### What you are asked to do
Each line below that carries the string "builds" must appear in the answer.

### Supplied material
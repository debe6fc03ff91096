// Copyright 2021-2022 Andrew Conway.
// This file is part of ConcreteSTV.
// ConcreteSTV is free software: you can redistribute it and/or modify it under the terms of the GNU Affero General Public License as published by the Free Software Foundation, either version 3 of the License, or (at your option) any later version.
// ConcreteSTV is distributed in the hope that it will be useful, but WITHOUT ANY WARRANTY; without even the implied warranty of MERCHANTABILITY or FITNESS FOR A PARTICULAR PURPOSE.  See the GNU Affero General Public License for more details.
// You should have received a copy of the GNU Affero General Public License along with ConcreteSTV.  If not, see <https://www.gnu.org/licenses/>.

use anyhow::Result;
use clap::{Parser, Subcommand};
use std::path::PathBuf;
use stv_cli::csv_input::{read_candidates, read_groups, read_votes};
use stv_cli::print::{capture_rounds, print_candidate_names, print_rounds};
use stv::ballot_graph::Stv;
use stv::engine::YieldLevel;
use stv::error::CollectWarnings;

/// Count a Single Transferable Vote election from a directory of CSV files.
#[derive(Parser)]
#[command(version, author = "Andrew Conway")]
struct Cli {
    #[command(subcommand)]
    command: Command,
}

#[derive(Subcommand)]
enum Command {
    /// Read Groups.csv/Candidates.csv/Votes.csv from a directory and print every round.
    Count {
        /// Directory containing Groups.csv, Candidates.csv and Votes.csv.
        input: PathBuf,
        /// Enforce per-group seat quotas.
        #[arg(long)]
        groups: bool,
        /// Reactivate deactivated candidates whenever a win leaves surplus flow.
        #[arg(long)]
        reactivation: bool,
        /// How fine-grained a view of the count to print: begin, end, round, subround or loop.
        #[arg(long, value_enum, default_value = "round")]
        view_level: ViewLevel,
    },
    /// Read the same CSVs, drive the progress recorder, and emit its transform chain as JSON.
    Progress {
        input: PathBuf,
        #[arg(long)]
        groups: bool,
        #[arg(long)]
        reactivation: bool,
    },
}

#[derive(Clone, Copy, clap::ValueEnum)]
enum ViewLevel {
    Begin,
    End,
    Round,
    Subround,
    Loop,
}

impl From<ViewLevel> for YieldLevel {
    fn from(level: ViewLevel) -> YieldLevel {
        match level {
            ViewLevel::Begin => YieldLevel::Begin,
            ViewLevel::End => YieldLevel::End,
            ViewLevel::Round => YieldLevel::Round,
            ViewLevel::Subround => YieldLevel::Subround,
            ViewLevel::Loop => YieldLevel::Loop,
        }
    }
}

fn load_stv(input: &PathBuf, use_groups: bool, reactivation: bool) -> Result<Stv> {
    let mut stv = Stv::new(use_groups, reactivation);
    read_groups(&mut stv, &input.join("Groups.csv"))?;
    read_candidates(&mut stv, &input.join("Candidates.csv"))?;
    let mut warnings = CollectWarnings::default();
    read_votes(&mut stv, &input.join("Votes.csv"), &mut warnings)?;
    for warning in warnings.0 {
        log::warn!("{warning}");
    }
    Ok(stv)
}

fn main() -> Result<()> {
    env_logger::init();
    let cli = Cli::parse();
    match cli.command {
        Command::Count { input, groups, reactivation, view_level } => {
            let mut stv = load_stv(&input, groups, reactivation)?;
            log::info!("loaded {} voters, {} candidates", stv.num_voters(), stv.num_candidates());
            print_candidate_names(&stv);
            let snapshots = capture_rounds(&mut stv)?;
            print_rounds(&snapshots, view_level.into());
        }
        Command::Progress { input, groups, reactivation } => {
            let mut stv = load_stv(&input, groups, reactivation)?;
            let progress = stv::progress::StvProgress::new(&mut stv)?;
            let transforms: Vec<_> = progress
                .iter_transform_and_position()
                .map(|(transform, position)| (transform.cloned(), position.clone()))
                .collect();
            serde_json::to_writer_pretty(std::io::stdout(), &transforms)?;
        }
    }
    Ok(())
}
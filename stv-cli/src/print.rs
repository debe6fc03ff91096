// Copyright 2021-2022 Andrew Conway.
// This file is part of ConcreteSTV.
// ConcreteSTV is free software: you can redistribute it and/or modify it under the terms of the GNU Affero General Public License as published by the Free Software Foundation, either version 3 of the License, or (at your option) any later version.
// ConcreteSTV is distributed in the hope that it will be useful, but WITHOUT ANY WARRANTY; without even the implied warranty of MERCHANTABILITY or FITNESS FOR A PARTICULAR PURPOSE.  See the GNU Affero General Public License for more details.
// You should have received a copy of the GNU Affero General Public License along with ConcreteSTV.  If not, see <https://www.gnu.org/licenses/>.

//! Pretty-printing of rounds to stdout, grounded in
//! `preference_distribution::PreferenceDistributor::print_candidates_names`/`print_tallys`
//! (one tab-separated header line, then one tab-separated tally line per round) and
//! `stv_progress.py`'s `test_using_shell` (per-round message plus send/return fraction lines).

use stv::ballot_graph::Stv;
use stv::engine::{Status, YieldLevel};
use stv::error::CountError;
use stv::index::CandidateIndex;

/// One header line naming every candidate, matching `print_candidates_names`'s
/// tab-separated-names-plus-"Exhausted" convention (here "Waste", since this variant has no
/// exhaustion in the classical-STV sense, only waste).
pub fn print_candidate_names(stv: &Stv) {
    let names: Vec<String> = (0..stv.num_candidates())
        .map(|i| stv.candidate(CandidateIndex(i)).name.clone())
        .collect();
    println!("{}\tWaste", names.join("\t"));
}

/// A tally line's worth of state, captured live at the moment one [`Status`] event fired —
/// unlike reading straight off an `Stv` after `start()` has returned, which only ever sees
/// the count's final state for every event.
pub struct RoundSnapshot {
    pub yield_level: YieldLevel,
    pub tallys: Vec<f64>,
    pub waste: f64,
    pub label: String,
}

/// Drive `stv` to completion, recording a [`RoundSnapshot`] for every event at the moment it
/// is produced, the same way [`stv::progress::StvProgress::new`] records [`stv::progress::Position`]s.
pub fn capture_rounds(stv: &mut Stv) -> Result<Vec<RoundSnapshot>, CountError> {
    let mut snapshots = Vec::new();
    stv.run(|live, status| {
        let tallys = (0..live.num_candidates())
            .map(|i| live.candidate_votes(CandidateIndex(i)))
            .collect();
        let label = match (status.winner, status.loser) {
            (Some(w), _) => format!("Win:{}", live.candidate(w).name),
            (_, Some(l)) => format!("Loss:{}", live.candidate(l).name),
            _ => format!("{:?}", status.yield_level),
        };
        snapshots.push(RoundSnapshot {
            yield_level: status.yield_level,
            tallys,
            waste: live.total_waste(),
            label,
        });
    })?;
    Ok(snapshots)
}

/// One tally line per snapshot at or below `view_level`, matching `print_tallys`'s
/// tab-separated-votes-plus-exhausted-total convention.
pub fn print_rounds(snapshots: &[RoundSnapshot], view_level: YieldLevel) {
    for snapshot in snapshots {
        if snapshot.yield_level > view_level {
            continue;
        }
        let tallys: Vec<String> = snapshot.tallys.iter().map(|v| format!("{v:.2}")).collect();
        println!("{}\t{:.2}\t{}", tallys.join("\t"), snapshot.waste, snapshot.label);
    }
}

#[cfg(test)]
mod tests {
    use super::*;
    use stv::error::DiscardWarnings;

    fn two_candidate_election() -> Stv {
        let mut stv = Stv::new(false, false);
        stv.add_group("g", 1).unwrap();
        stv.add_candidate("a", "Alice", "g").unwrap();
        stv.add_candidate("b", "Bob", "g").unwrap();
        stv.add_voter("v1", &["a".to_string()], &mut DiscardWarnings).unwrap();
        stv.add_voter("v2", &["a".to_string()], &mut DiscardWarnings).unwrap();
        stv
    }

    #[test]
    fn snapshots_reflect_historical_state_not_final_state() {
        let mut stv = two_candidate_election();
        let snapshots = capture_rounds(&mut stv).unwrap();

        // The BEGIN event fires before any allocation has happened, so every candidate's
        // live tally must still be zero at that point. A buggy implementation that reads
        // the already-final `stv` for every event would show Alice's *final* (winning)
        // tally here instead.
        let begin = &snapshots[0];
        assert_eq!(begin.yield_level, YieldLevel::Begin);
        assert_eq!(begin.tallys[0], 0.0);

        // The final event must show her actual winning tally, strictly different from the
        // BEGIN snapshot above.
        let last = snapshots.last().unwrap();
        assert!(last.tallys[0] > 0.0);
    }
}
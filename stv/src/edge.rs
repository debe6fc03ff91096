// Copyright 2021-2022 Andrew Conway.
// This file is part of ConcreteSTV.
// ConcreteSTV is free software: you can redistribute it and/or modify it under the terms of the GNU Affero General Public License as published by the Free Software Foundation, either version 3 of the License, or (at your option) any later version.
// ConcreteSTV is distributed in the hope that it will be useful, but WITHOUT ANY WARRANTY; without even the implied warranty of MERCHANTABILITY or FITNESS FOR A PARTICULAR PURPOSE.  See the GNU Affero General Public License for more details.
// You should have received a copy of the GNU Affero General Public License along with ConcreteSTV.  If not, see <https://www.gnu.org/licenses/>.

//! The five-state edge (`VoteLink`) that joins a voter to a candidate, and the static
//! transition table that is the only way its status is allowed to change.

use crate::index::{CandidateIndex, VoterIndex};
use serde::{Deserialize, Serialize};

/// Status of a single voter-candidate edge. The numeric values are part of the observable
/// contract (front-ends key off them), so they are fixed by `#[repr(i8)]` rather than left
/// to derive order.
#[repr(i8)]
#[derive(Clone, Copy, Debug, PartialEq, Eq, Serialize, Deserialize)]
pub enum EdgeStatus {
    /// Permanently lost support: the candidate's group is full and will never un-fill.
    Excluded = -2,
    /// Temporarily lost support: candidate may be reactivated.
    Deactivated = -1,
    /// Open support, not yet a winner.
    Active = 0,
    /// Edge to a winner that may not get to keep all of this weight.
    Partial = 1,
    /// Edge to a winner whose weight has been fixed by the reduction operator.
    Full = 2,
}

impl EdgeStatus {
    pub fn code(self) -> i8 {
        self as i8
    }
}

/// Whether `new` is a legal transition from `old`, per the table in the data model.
/// Transitioning a status to itself is always a legal no-op.
pub fn is_legal_transition(old: EdgeStatus, new: EdgeStatus) -> bool {
    use EdgeStatus::*;
    if old == new {
        return true;
    }
    matches!(
        (old, new),
        (Active, Deactivated)
            | (Deactivated, Active)
            | (Active, Excluded)
            | (Deactivated, Excluded)
            | (Active, Partial)
            | (Partial, Full)
            | (Full, Partial)
    )
}

/// A single weighted edge between a voter and a candidate, in the voter's preference order.
#[derive(Clone, Debug, Serialize, Deserialize)]
pub struct VoteLink {
    pub voter: VoterIndex,
    pub candidate: CandidateIndex,
    pub weight: f64,
    pub status: EdgeStatus,
}

impl VoteLink {
    pub(crate) fn new(voter: VoterIndex, candidate: CandidateIndex) -> Self {
        VoteLink {
            voter,
            candidate,
            weight: 0.0,
            status: EdgeStatus::Active,
        }
    }

    /// Move to `new`, panicking in debug builds on an illegal transition. Release builds
    /// just apply it; the fixpoint driver never constructs an illegal transition itself,
    /// so this is a should-not-happen assertion rather than user-facing validation.
    pub(crate) fn set_status(&mut self, new: EdgeStatus) {
        debug_assert!(
            is_legal_transition(self.status, new),
            "illegal edge transition {:?} -> {:?}",
            self.status,
            new
        );
        self.status = new;
    }
}
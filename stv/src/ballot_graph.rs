// Copyright 2021-2022 Andrew Conway.
// This file is part of ConcreteSTV.
// ConcreteSTV is free software: you can redistribute it and/or modify it under the terms of the GNU Affero General Public License as published by the Free Software Foundation, either version 3 of the License, or (at your option) any later version.
// ConcreteSTV is distributed in the hope that it will be useful, but WITHOUT ANY WARRANTY; without even the implied warranty of MERCHANTABILITY or FITNESS FOR A PARTICULAR PURPOSE.  See the GNU Affero General Public License for more details.
// You should have received a copy of the GNU Affero General Public License along with ConcreteSTV.  If not, see <https://www.gnu.org/licenses/>.

//! The bipartite ballot graph: groups, candidates, voters and the edges between them, plus
//! the setup methods that build it and the small set of derived quantities the engine needs.
//!
//! Groups, candidates, voters and edges are arenas (`Vec`s) owned by [`Stv`]; every other
//! structure addresses them by the stable indices in [`crate::index`]. Nothing is ever
//! removed once added, so an index stays valid for the life of the instance.

use crate::edge::{EdgeStatus, VoteLink};
use crate::error::{SetupError, SetupWarning, WarningSink};
use crate::index::{CandidateIndex, EdgeIndex, GroupIndex, VoterIndex};
use std::cell::Cell;
use std::collections::{HashMap, HashSet};

/// A political/affiliation group with a target seat count.
pub struct Group {
    pub name: String,
    pub seats: u32,
    pub seats_won: u32,
}

impl Group {
    pub fn is_full(&self) -> bool {
        self.seats_won >= self.seats
    }
}

/// A candidate. `votes` is a lazily recomputed cache, refreshed on read by
/// [`Stv::candidate_votes`]; `needs_refresh` is not observable state, just a task marker for
/// that cache, which is why both live behind a [`Cell`] rather than requiring `&mut self` to
/// read.
pub struct Candidate {
    pub code: String,
    pub name: String,
    pub group: GroupIndex,
    pub edges: Vec<EdgeIndex>,
    votes_cache: Cell<f64>,
    needs_refresh: Cell<bool>,
    /// The weight this candidate is entitled to retain once it wins. Zero until win time.
    pub wonatquota: f64,
    pub(crate) needs_reduction: bool,
}

impl Candidate {
    pub(crate) fn mark_votes_dirty(&self) {
        self.needs_refresh.set(true);
    }
}

/// A voter, holding its incident edges in ballot preference order (first = most preferred).
pub struct Voter {
    pub id: String,
    pub edges: Vec<EdgeIndex>,
    pub waste: f64,
    pub(crate) needs_allocation: bool,
}

/// The counting core: ballot graph plus round/loop counters and the four candidate lists.
/// No file I/O, no CLI, no JSON — those live in the `stv-cli` crate.
pub struct Stv {
    pub use_groups: bool,
    pub reactivation_mode: bool,

    pub(crate) groups: Vec<Group>,
    pub(crate) candidates: Vec<Candidate>,
    pub(crate) voters: Vec<Voter>,
    pub(crate) edges: Vec<VoteLink>,

    group_codes: HashMap<String, GroupIndex>,
    candidate_codes: HashMap<String, CandidateIndex>,
    voter_ids: HashMap<String, VoterIndex>,

    pub total_seats: u32,
    pub rounds: usize,
    pub(crate) is_subround: bool,
    pub subrounds: usize,
    pub loopcount: usize,
    pub allocationcount: usize,
    pub reductioncount: usize,

    pub winners: Vec<CandidateIndex>,
    pub active: Vec<CandidateIndex>,
    pub deactivated: Vec<CandidateIndex>,
    pub excluded: Vec<CandidateIndex>,
}

impl Stv {
    pub fn new(use_groups: bool, reactivation_mode: bool) -> Self {
        Stv {
            use_groups,
            reactivation_mode,
            groups: Vec::new(),
            candidates: Vec::new(),
            voters: Vec::new(),
            edges: Vec::new(),
            group_codes: HashMap::new(),
            candidate_codes: HashMap::new(),
            voter_ids: HashMap::new(),
            total_seats: 0,
            rounds: 0,
            is_subround: false,
            subrounds: 0,
            loopcount: 0,
            allocationcount: 0,
            reductioncount: 0,
            winners: Vec::new(),
            active: Vec::new(),
            deactivated: Vec::new(),
            excluded: Vec::new(),
        }
    }

    pub fn add_group(&mut self, name: &str, seats: u32) -> Result<GroupIndex, SetupError> {
        if self.group_codes.contains_key(name) {
            return Err(SetupError::DuplicateGroup(name.to_string()));
        }
        let index = GroupIndex(self.groups.len());
        self.groups.push(Group {
            name: name.to_string(),
            seats,
            seats_won: 0,
        });
        self.group_codes.insert(name.to_string(), index);
        self.total_seats += seats;
        Ok(index)
    }

    pub fn add_candidate(
        &mut self,
        code: &str,
        name: &str,
        group_name: &str,
    ) -> Result<CandidateIndex, SetupError> {
        if self.candidate_codes.contains_key(code) {
            return Err(SetupError::DuplicateCandidate(code.to_string()));
        }
        let group = *self
            .group_codes
            .get(group_name)
            .ok_or_else(|| SetupError::UnknownGroup {
                candidate: code.to_string(),
                group: group_name.to_string(),
            })?;
        let index = CandidateIndex(self.candidates.len());
        self.candidates.push(Candidate {
            code: code.to_string(),
            name: name.to_string(),
            group,
            edges: Vec::new(),
            votes_cache: Cell::new(0.0),
            needs_refresh: Cell::new(false),
            wonatquota: 0.0,
            needs_reduction: false,
        });
        self.candidate_codes.insert(code.to_string(), index);
        self.active.push(index); // every candidate starts active
        Ok(index)
    }

    /// Add a voter and its ballot. Unknown candidate codes and repeated codes are reported to
    /// `sink` and skipped rather than rejected; a voter with zero valid preferences is
    /// accepted, and its whole weight becomes waste once counting starts.
    pub fn add_voter(
        &mut self,
        id: &str,
        candidate_codes: &[String],
        sink: &mut impl WarningSink,
    ) -> Result<VoterIndex, SetupError> {
        if id.is_empty() {
            return Err(SetupError::EmptyVoterId);
        }
        if self.voter_ids.contains_key(id) {
            return Err(SetupError::DuplicateVoter(id.to_string()));
        }
        let voter_index = VoterIndex(self.voters.len());
        self.voters.push(Voter {
            id: id.to_string(),
            edges: Vec::new(),
            waste: 0.0,
            needs_allocation: true,
        });
        self.voter_ids.insert(id.to_string(), voter_index);

        let mut seen = HashSet::new();
        for code in candidate_codes {
            if !seen.insert(code.clone()) {
                sink.warn(SetupWarning::DuplicateCandidateCode {
                    voter: id.to_string(),
                    code: code.clone(),
                });
                continue;
            }
            let Some(&candidate_index) = self.candidate_codes.get(code) else {
                sink.warn(SetupWarning::UnknownCandidateCode {
                    voter: id.to_string(),
                    code: code.clone(),
                });
                continue;
            };
            let edge_index = EdgeIndex(self.edges.len());
            self.edges.push(VoteLink::new(voter_index, candidate_index));
            self.voters[voter_index.0].edges.push(edge_index);
            self.candidates[candidate_index.0].edges.push(edge_index);
        }
        Ok(voter_index)
    }

    pub fn group(&self, index: GroupIndex) -> &Group {
        &self.groups[index.0]
    }

    pub fn candidate(&self, index: CandidateIndex) -> &Candidate {
        &self.candidates[index.0]
    }

    pub fn voter(&self, index: VoterIndex) -> &Voter {
        &self.voters[index.0]
    }

    pub fn edge(&self, index: EdgeIndex) -> &VoteLink {
        &self.edges[index.0]
    }

    pub fn groups(&self) -> impl Iterator<Item = &Group> {
        self.groups.iter()
    }

    pub fn voters(&self) -> impl Iterator<Item = &Voter> {
        self.voters.iter()
    }

    pub fn num_voters(&self) -> usize {
        self.voters.len()
    }

    pub fn num_candidates(&self) -> usize {
        self.candidates.len()
    }

    /// The candidate's current total vote weight, refreshing the cache if it was marked
    /// dirty since the last read. Read-only: callable at any time, including mid-count.
    pub fn candidate_votes(&self, index: CandidateIndex) -> f64 {
        let candidate = &self.candidates[index.0];
        if candidate.needs_refresh.get() {
            let mut total = 0.0;
            for &edge_index in &candidate.edges {
                total += self.edges[edge_index.0].weight;
            }
            candidate.votes_cache.set(total);
            candidate.needs_refresh.set(false);
        }
        candidate.votes_cache.get()
    }

    /// The classic Hare quota: total voters divided by total seats.
    pub fn quota(&self) -> f64 {
        self.voters.len() as f64 / self.total_seats as f64
    }

    /// Voters minus the vote total currently held by winners and active candidates: weight
    /// that has nowhere live to go.
    pub fn total_waste(&self) -> f64 {
        let held: f64 = self
            .winners
            .iter()
            .chain(self.active.iter())
            .map(|&c| self.candidate_votes(c))
            .sum();
        self.voters.len() as f64 - held
    }

    /// Stable descending sort of `active` by current vote total, ties broken by the earliest
    /// insertion (the candidate added first stays first among equals), matching Python's
    /// stable `list.sort`.
    pub(crate) fn sort_active(&mut self) {
        self.active
            .sort_by(|&a, &b| self.candidate_votes(b).partial_cmp(&self.candidate_votes(a)).unwrap());
    }

    /// Set an edge's status, enforcing the legal-transition table in debug builds.
    pub(crate) fn set_edge_status(&mut self, edge: EdgeIndex, status: EdgeStatus) {
        self.edges[edge.0].set_status(status);
    }
}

### Exercise solution
    /// Move to `new`, panicking in debug builds on an illegal transition. Release builds
    /// Set an edge's status, enforcing the legal-transition table in debug builds.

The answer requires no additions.